Heart of Darkness, FOMO, Road Diet
Melbourne’s Elizabeth Taylor has written a fantastic piece for the online publication of Monash University which takes us through the maze of Joseph Conrad’s "Heart of Darkness" and likens our industry’s major issues to the obsession of Conrad’s major character.
For those of you without a literary background, like me, you may not realize that Apocalypse Now was based on Conrad’s book. In "The Heart of Darkness", the narrator sits at the mouth of the Thames and tells his story. You may wonder, as Taylor points out, what the heck this has to do with parking. She comments:
For a 2018 symposium in Melbourne on the topic of the ‘ethics of transport’, I was asked to speak about some of my research on car parking. As I have (maybe too often) tended to do, I went with a pun on popular culture – on that occasion “Heart of Parking” or “Heart of Park-ness”, with reference to Conrad’s book. I am expanding on that talk here because I think it offers a reflection on 5 years of researching – journeying into, so to speak – the surprisingly fraught world of parking cars.

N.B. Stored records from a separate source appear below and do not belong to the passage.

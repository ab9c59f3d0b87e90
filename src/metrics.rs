//! Snapshot builder on top of sysinfo. Every call re-samples live state;
//! unavailable fields degrade to documented defaults instead of failing.

use crate::state::SharedSystem;
use crate::types::{now_millis, CoreStats, CpuStats, MemoryStats, SystemStats};
use sysinfo::System;

/// One aggregate CPU reading.
pub async fn collect_cpu(shared: &SharedSystem) -> CpuStats {
    let mut sys = shared.lock().await;
    sys.refresh_cpu_usage();
    cpu_from(&sys)
}

/// One memory reading.
pub async fn collect_memory(shared: &SharedSystem) -> MemoryStats {
    let mut sys = shared.lock().await;
    sys.refresh_memory();
    memory_from(&sys)
}

/// One per-core reading, ordered by logical CPU index.
pub async fn collect_cores(shared: &SharedSystem) -> Vec<CoreStats> {
    let mut sys = shared.lock().await;
    sys.refresh_cpu_usage();
    cores_from(&sys)
}

/// Full snapshot under a single lock/refresh, stamped when all reads are done.
pub async fn collect_stats(shared: &SharedSystem) -> SystemStats {
    let mut sys = shared.lock().await;
    sys.refresh_cpu_usage();
    sys.refresh_memory();
    let cpu = cpu_from(&sys);
    let memory = memory_from(&sys);
    let cores = cores_from(&sys);
    SystemStats {
        cpu,
        memory,
        cores,
        timestamp: now_millis(),
    }
}

fn cpu_from(sys: &System) -> CpuStats {
    let freqs: Vec<f32> = sys.cpus().iter().map(|c| c.frequency() as f32).collect();
    CpuStats {
        overall: sys.global_cpu_usage(),
        temperature: None,
        average_frequency: average(&freqs),
    }
}

fn cores_from(sys: &System) -> Vec<CoreStats> {
    let usages: Vec<f32> = sys.cpus().iter().map(|c| c.cpu_usage()).collect();
    let freqs: Vec<f32> = sys.cpus().iter().map(|c| c.frequency() as f32).collect();
    build_cores(&usages, &freqs)
}

/// Pair usage with frequency by index. Some sources report fewer frequency
/// entries than cores; those trailing cores read 0.0.
fn build_cores(usages: &[f32], freqs: &[f32]) -> Vec<CoreStats> {
    usages
        .iter()
        .enumerate()
        .map(|(i, &usage)| CoreStats {
            core_id: i,
            usage,
            frequency: freqs.get(i).copied().unwrap_or(0.0),
        })
        .collect()
}

fn memory_from(sys: &System) -> MemoryStats {
    let (cache, buffers) = cache_and_buffers();
    build_memory(
        sys.total_memory(),
        sys.used_memory(),
        sys.available_memory(),
        cache,
        buffers,
    )
}

fn build_memory(total: u64, used: u64, available: u64, cache: u64, buffers: u64) -> MemoryStats {
    let usage_percent = if total == 0 {
        0.0
    } else {
        (used as f32 / total as f32 * 100.0).clamp(0.0, 100.0)
    };
    MemoryStats {
        total,
        used,
        available,
        cache,
        buffers,
        usage_percent,
    }
}

fn average(values: &[f32]) -> f32 {
    if values.is_empty() {
        0.0
    } else {
        values.iter().sum::<f32>() / values.len() as f32
    }
}

// sysinfo does not expose cache/buffer pages; read them from /proc on Linux.
#[cfg(target_os = "linux")]
fn cache_and_buffers() -> (u64, u64) {
    match std::fs::read_to_string("/proc/meminfo") {
        Ok(s) => parse_meminfo(&s),
        Err(_) => (0, 0),
    }
}

#[cfg(not(target_os = "linux"))]
fn cache_and_buffers() -> (u64, u64) {
    (0, 0)
}

/// Extract `Cached:` and `Buffers:` (reported in kB) as bytes.
#[cfg(target_os = "linux")]
fn parse_meminfo(s: &str) -> (u64, u64) {
    let mut cache = 0u64;
    let mut buffers = 0u64;
    for line in s.lines() {
        let kb = |l: &str| {
            l.split_whitespace()
                .nth(1)
                .and_then(|v| v.parse::<u64>().ok())
                .map(|v| v * 1024)
        };
        if line.starts_with("Cached:") {
            cache = kb(line).unwrap_or(0);
        } else if line.starts_with("Buffers:") {
            buffers = kb(line).unwrap_or(0);
        }
    }
    (cache, buffers)
}
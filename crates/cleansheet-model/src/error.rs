use std::path::PathBuf;

use thiserror::Error;

use crate::options::SourceFormat;

#[derive(Debug, Error)]
pub enum IngestError {
    #[error("failed to read {path}")]
    FileRead {
        path: PathBuf,
        #[source]
        source: std::io::Error,
    },
    /// The stream could not be decoded into a rectangular grid at all.
    #[error("input could not be read as a {format} table: {reason}")]
    UnreadableInput {
        format: SourceFormat,
        reason: String,
    },
    /// Cleaning left zero rows or zero usable columns.
    #[error("ingestion produced no usable data: {reason}")]
    EmptyResult { reason: String },
}

pub type Result<T> = std::result::Result<T, IngestError>;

You can read her piece at parknews.biz. Take the time to do so. It’s well worth it, and perhaps you will see a reflection of not only our industry, but our customers. I’ll leave you with this quote:
In Melbourne, 96% of parking is free to the user. Who’s been parking on my street? The politics and uneven use of residential parking space and threats to the protected status of free parking can evoke anger and sometimes overt violence. The ‘Arab Spring’ in the suburb of Yarraville is an example – the installation of parking meters ($1.50 an hour) on a shopping strip led to street protests, banners, vandalism, and other political action. When this failed, councilors were physically attacked at a council meeting. Local traders compared the incident to the Arab Spring – in that, other political channels being exhausted, violence was the only option remaining for “standing up and saying this isn’t right”. The parking meters were switched off.
David Zipper, writing over at CityLab, posits the following:
There are a handful of policy phrases that reliably trigger outrage among urban mobility wonks. “Sharrow” is one; “parking minimum” is another. I’d like to suggest a couple more: “first in the country” and “staying ahead of our rivals.” If you hear either spoken by your mayor or governor, head for the hills (or the next community meeting).
More likely than not, your elected officials are basing mobility policy decisions not on cost-benefit analysis or strategic foresight, but on a classic modern insecurity: FOMO.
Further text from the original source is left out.